#### [ASSIGNED TASK]
In the listing below, every line with the word "InvalidEncoding" needs to be copied.

#### [GIVEN RECORDS]
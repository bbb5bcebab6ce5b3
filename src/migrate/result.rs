use serde::{Deserialize, Serialize};

pub const MAX_ERROR_SAMPLES: usize = 5;

/// Counters for one migration run.
#[derive(Debug, Clone, Default, PartialEq, Eq, Serialize, Deserialize)]
pub struct MigrationResult {
    pub processed: u64,
    pub updated: u64,
    /// Updates that carried markup extracted from builder items.
    pub normalized: u64,
    pub skipped_no_meta: u64,
    pub invalid_base64: u64,
    pub skipped_unrecognized: u64,
    pub skipped_existing: u64,
    pub errors: u64,
    pub error_samples: Vec<String>,
}

/// What happened to a single record.
#[derive(Debug)]
pub enum RecordOutcome {
    /// Content replaced with a non-empty document.
    Updated,
    /// Builder data parsed but held no items; content replaced with `""`.
    UpdatedEmpty,
    NoData,
    KeptExisting,
    InvalidEncoding,
    Unrecognized(String),
    Failed(crate::Error),
}

impl RecordOutcome {
    pub fn label(&self) -> &'static str {
        match self {
            Self::Updated => "updated",
            Self::UpdatedEmpty => "updated (empty)",
            Self::NoData => "no data",
            Self::KeptExisting => "kept existing content",
            Self::InvalidEncoding => "invalid base64",
            Self::Unrecognized(_) => "unrecognized structure",
            Self::Failed(_) => "failed",
        }
    }
}

impl MigrationResult {
    pub fn record(&mut self, outcome: &RecordOutcome) {
        self.processed += 1;
        match outcome {
            RecordOutcome::Updated => {
                self.updated += 1;
                self.normalized += 1;
            }
            RecordOutcome::UpdatedEmpty => self.updated += 1,
            RecordOutcome::NoData => self.skipped_no_meta += 1,
            RecordOutcome::KeptExisting => self.skipped_existing += 1,
            RecordOutcome::InvalidEncoding => self.invalid_base64 += 1,
            RecordOutcome::Unrecognized(_) => self.skipped_unrecognized += 1,
            RecordOutcome::Failed(error) => self.record_error(error),
        }
    }

    /// Count an error, keeping its message while fewer than
    /// [`MAX_ERROR_SAMPLES`] are stored.
    pub fn record_error(&mut self, error: &crate::Error) {
        self.errors += 1;
        if self.error_samples.len() < MAX_ERROR_SAMPLES {
            self.error_samples.push(error.to_string());
        }
    }

    pub fn has_errors(&self) -> bool {
        self.errors > 0
    }
}

/// Operator-facing summary of a run.
pub fn render_summary(result: &MigrationResult) -> String {
    let mut lines = vec![
        "Migration complete.".to_owned(),
        format!("  Processed records: {}", result.processed),
        format!("  Updated records: {}", result.updated),
        format!("  Normalized from serialized data: {}", result.normalized),
        format!("  Skipped (no data): {}", result.skipped_no_meta),
        format!("  Skipped (invalid base64): {}", result.invalid_base64),
        format!(
            "  Skipped (unrecognized structure): {}",
            result.skipped_unrecognized
        ),
        format!("  Skipped (existing content): {}", result.skipped_existing),
        format!("  Errors: {}", result.errors),
    ];
    if !result.error_samples.is_empty() {
        lines.push("Sample errors:".to_owned());
        lines.extend(result.error_samples.iter().map(|s| format!("  - {s}")));
    }
    lines.join("\n")
}
use std::{io::Read as _, path::PathBuf, process::ExitCode};

use anyhow::Context;
use builder_migrate::{
    MigrationDriver, MigrationResult,
    config::MigrationConfig,
    migrate::{RESULT_TTL_SECS, render_summary},
    progress::{MigrationPhase, create_reporter},
    store::{ResultChannel as _, sqlite::LocalDatabase},
};
use clap::{Parser, Subcommand};
use tracing::{error, info};

#[derive(Parser)]
struct Opts {
    #[clap(short, long, env = "BUILDER_MIGRATE_DATABASE")]
    database: Option<String>,
    #[clap(subcommand)]
    command: Command,
}

#[derive(Subcommand)]
enum Command {
    /// Migrate builder data of every matching record into its content
    Run {
        #[clap(short, long, env = "BUILDER_MIGRATE_CONFIG")]
        config: Option<PathBuf>,
        /// Record type to migrate (repeatable); replaces the configured list
        #[clap(long = "post-type")]
        post_types: Vec<String>,
        /// Leave records whose content is already non-empty untouched
        #[clap(long)]
        no_overwrite: bool,
        #[clap(long)]
        page_size: Option<u32>,
        #[clap(long)]
        concurrency: Option<usize>,
        /// Print the result as JSON
        #[clap(long)]
        json: bool,
    },
    /// Show the result of the last run, if it has not expired or been shown yet
    LastResult {
        #[clap(long)]
        json: bool,
    },
    /// Normalize a single encoded blob and print the markup
    Normalize {
        /// File holding the blob, or `-` for stdin
        input: PathBuf,
    },
}

fn print_result(result: &MigrationResult, json: bool) -> anyhow::Result<()> {
    if json {
        println!("{}", serde_json::to_string_pretty(result)?);
    } else {
        println!("{}", render_summary(result));
    }
    Ok(())
}

async fn open_database(database: Option<String>) -> anyhow::Result<LocalDatabase> {
    let url = database.context("no database given (--database or BUILDER_MIGRATE_DATABASE)")?;
    LocalDatabase::open(&url)
        .await
        .with_context(|| format!("open database {url}"))
}

async fn run(opts: Opts) -> anyhow::Result<ExitCode> {
    match opts.command {
        Command::Run {
            config,
            post_types,
            no_overwrite,
            page_size,
            concurrency,
            json,
        } => {
            let reporter = create_reporter();
            reporter.set_phase(MigrationPhase::LoadingConfig);
            let mut config = match config {
                Some(path) => MigrationConfig::load(&path)
                    .await
                    .with_context(|| format!("load config from {}", path.display()))?,
                None => MigrationConfig::default(),
            };
            if !post_types.is_empty() {
                config.post_types = post_types;
            }
            if no_overwrite {
                config.overwrite_nonempty = false;
            }
            if let Some(page_size) = page_size {
                config.page_size = page_size;
            }
            if let Some(concurrency) = concurrency {
                config.concurrency = concurrency;
            }
            config.validate()?;

            reporter.set_phase(MigrationPhase::OpeningDatabase);
            let db = open_database(opts.database).await?;
            let result = MigrationDriver::new(db.client(), db.client(), config)
                .with_reporter(reporter.clone())
                .run()
                .await;

            reporter.set_phase(MigrationPhase::StoringResult);
            db.client()
                .put_result(&result, RESULT_TTL_SECS)
                .await
                .context("store migration result")?;
            if result.has_errors() {
                reporter.set_phase(MigrationPhase::Failed(format!(
                    "{} record(s) failed",
                    result.errors
                )));
            } else {
                reporter.set_phase(MigrationPhase::Completed);
            }
            reporter.finish();

            print_result(&result, json)?;
            Ok(if result.has_errors() {
                ExitCode::FAILURE
            } else {
                ExitCode::SUCCESS
            })
        }
        Command::LastResult { json } => {
            let db = open_database(opts.database).await?;
            match db.client().take_result().await? {
                Some(result) => print_result(&result, json)?,
                None => info!("no recent migration result"),
            }
            Ok(ExitCode::SUCCESS)
        }
        Command::Normalize { input } => {
            let blob = if input.as_os_str() == "-" {
                let mut blob = String::new();
                std::io::stdin()
                    .read_to_string(&mut blob)
                    .context("read stdin")?;
                blob
            } else {
                tokio::fs::read_to_string(&input)
                    .await
                    .with_context(|| format!("read {}", input.display()))?
            };
            let document = builder_migrate::normalize(&blob)?;
            println!("{document}");
            Ok(ExitCode::SUCCESS)
        }
    }
}

fn main() -> ExitCode {
    let opts = Opts::parse();
    tracing_subscriber::fmt()
        .with_env_filter(tracing_subscriber::EnvFilter::from_default_env())
        .with_writer(std::io::stderr)
        .init();
    let runtime = match tokio::runtime::Runtime::new() {
        Ok(runtime) => runtime,
        Err(e) => {
            error!(?e, "failed to start runtime");
            return ExitCode::FAILURE;
        }
    };
    match runtime.block_on(run(opts)) {
        Ok(code) => code,
        Err(e) => {
            error!(?e, "critical error");
            ExitCode::FAILURE
        }
    }
}
use crate::store::RecordId;

pub mod config;
pub mod migrate;
pub mod normalize;
pub mod progress;
pub mod sanitize;
pub mod store;

#[cfg(test)]
mod tests;

pub use migrate::{MigrationDriver, MigrationResult, RecordOutcome, render_summary};
pub use normalize::{DocumentEngine, NormalizeError, Normalizer, normalize};
pub use sanitize::{AllowList, Sanitizer};

type BoxedError = Box<dyn std::error::Error + Send + Sync>;

#[derive(Debug, thiserror::Error)]
#[error("{context}: {detail}")]
pub struct Error {
    pub context: Box<ErrorContext>,
    pub detail: Box<ErrorDetail>,
}

/// Where in a run an error happened: the page being listed, and the record
/// once one is being processed.
#[derive(Debug, Clone)]
pub struct ErrorContext {
    pub page: u32,
    pub id: Option<RecordId>,
}

impl ErrorContext {
    pub(crate) fn new(page: u32) -> Self {
        Self { page, id: None }
    }

    pub(crate) fn with_id(&self, id: RecordId) -> Self {
        Self {
            page: self.page,
            id: Some(id),
        }
    }

    pub(crate) fn error(&self, detail: ErrorDetail) -> Error {
        Error {
            context: Box::new(self.clone()),
            detail: Box::new(detail),
        }
    }
}

impl std::fmt::Display for ErrorContext {
    fn fmt(&self, f: &mut std::fmt::Formatter<'_>) -> std::fmt::Result {
        match &self.id {
            Some(id) => write!(f, "Record ID {id}"),
            None => write!(f, "Page {}", self.page),
        }
    }
}

#[derive(Debug, thiserror::Error)]
pub enum ErrorDetail {
    #[error("Failed to list records: {0}")]
    List(BoxedError),
    #[error("Failed to read record: {0}")]
    Read(BoxedError),
    #[error("Failed to update record: {0}")]
    Update(BoxedError),
}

#### [EXERCISE RESPONSE]
    InvalidEncoding,
            Self::InvalidEncoding => "invalid base64",
            RecordOutcome::InvalidEncoding => self.invalid_base64 += 1,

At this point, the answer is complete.